A MINIMAX-BIAS PROPERTY OF THE LEAST ALPHA-QUANTILE ESTIMATES

成果类型:
Article
署名作者:
YOHAI, VJ; ZAMAR, RH
署名单位:
University of British Columbia
刊物名称:
ANNALS OF STATISTICS
ISSN/ISSBN:
0090-5364
DOI:
10.1214/aos/1176349400
发表日期:
1993
页码:
1824-1842
关键词:
regression Robustness
摘要:
A natural measure of the degree of robustness of an estimate T is the maximum asymptotic bias B(T)(epsilon) over an epsilon-contamination neighborhood. Martin, Yohai and Zamar have shown that the class of least alpha-quantile regression estimates is minimax bias in the class of M-estimates, that is, they minimize B(T)(epsilon), with a depending on epsilon.

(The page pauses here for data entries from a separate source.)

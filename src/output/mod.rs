pub mod formatter;

pub use formatter::{format_json, format_report, should_use_colors};
use serde::{Deserialize, Serialize};
use std::fmt;

/// A ranking factor. Which categories run, and in what order, is set by
/// the active engine config.
#[derive(Debug, Clone, Copy, PartialEq, Eq, PartialOrd, Ord, Hash, Deserialize, Serialize)]
#[serde(rename_all = "snake_case")]
pub enum Category {
    Reviews,
    Response,
    Pricing,
    Conversion,
    InstantBook,
    Cancellation,
    ListingQuality,
    Availability,
    Title,
    Description,
    Photos,
    Amenities,
}

impl Category {
    pub fn label(&self) -> &'static str {
        match self {
            Category::Reviews => "Reviews",
            Category::Response => "Response",
            Category::Pricing => "Pricing",
            Category::Conversion => "Conversion",
            Category::InstantBook => "Instant Book",
            Category::Cancellation => "Cancellation",
            Category::ListingQuality => "Listing Quality",
            Category::Availability => "Availability",
            Category::Title => "Title",
            Category::Description => "Description",
            Category::Photos => "Photos",
            Category::Amenities => "Amenities",
        }
    }
}

impl fmt::Display for Category {
    fn fmt(&self, f: &mut fmt::Formatter<'_>) -> fmt::Result {
        f.write_str(self.label())
    }
}

#[derive(Debug, Clone, PartialEq, Serialize)]
pub struct CategoryScore {
    pub category: Category,
    /// 0-100.
    pub score: u32,
    /// Fraction of the overall score this category carries.
    pub weight: f64,
}

#[derive(Debug, Clone, PartialEq, Serialize)]
pub struct AppliedBonus {
    pub name: String,
    pub points: u32,
}

#[derive(Debug, Clone, Copy, PartialEq, Eq, Serialize)]
pub struct BadgeFlags {
    pub superhost: bool,
    pub instant_book: bool,
    pub guest_favorites_eligible: bool,
}

#[derive(Debug, Clone, Copy, PartialEq, Eq, Serialize)]
pub struct MarketComparison {
    /// Share of competitors this listing outscores, 0-100.
    pub percentile: u32,
    pub competitor_avg_score: u32,
    pub competitors_analyzed: usize,
}

/// Complete grading output. Immutable once produced; repeated calls with
/// identical input (including the reference time) are byte-identical.
#[derive(Debug, Clone, PartialEq, Serialize)]
pub struct GradeResult {
    pub listing_id: String,
    pub overall_score: u32,
    pub grade: String,
    /// One entry per active category, in config order.
    pub category_scores: Vec<CategoryScore>,
    pub bonuses: Vec<AppliedBonus>,
    pub badges: BadgeFlags,
    pub recommendations: Vec<String>,
    pub strengths: Vec<String>,
    pub weaknesses: Vec<String>,
    #[serde(skip_serializing_if = "Option::is_none")]
    pub market: Option<MarketComparison>,
}

impl GradeResult {
    pub fn bonus_total(&self) -> u32 {
        self.bonuses.iter().map(|b| b.points).sum()
    }

    pub fn category(&self, category: Category) -> Option<&CategoryScore> {
        self.category_scores.iter().find(|c| c.category == category)
    }
}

In this paper we generalize this result, proving that the least alpha-quantile estimates are minimax bias in a much broader class of estimates which we call residual admissible and which includes most of the known robust estimates defined as a function of the regression residuals (e.g., least median of squares, least trimmed of squares, S-estimates, tau-estimates, M-estimates, signed R-estimates, etc.). The minimax results obtained here, likewise the results obtained by Martin, Yohai and Zamar, require that the carriers have elliptical distribution under the central model.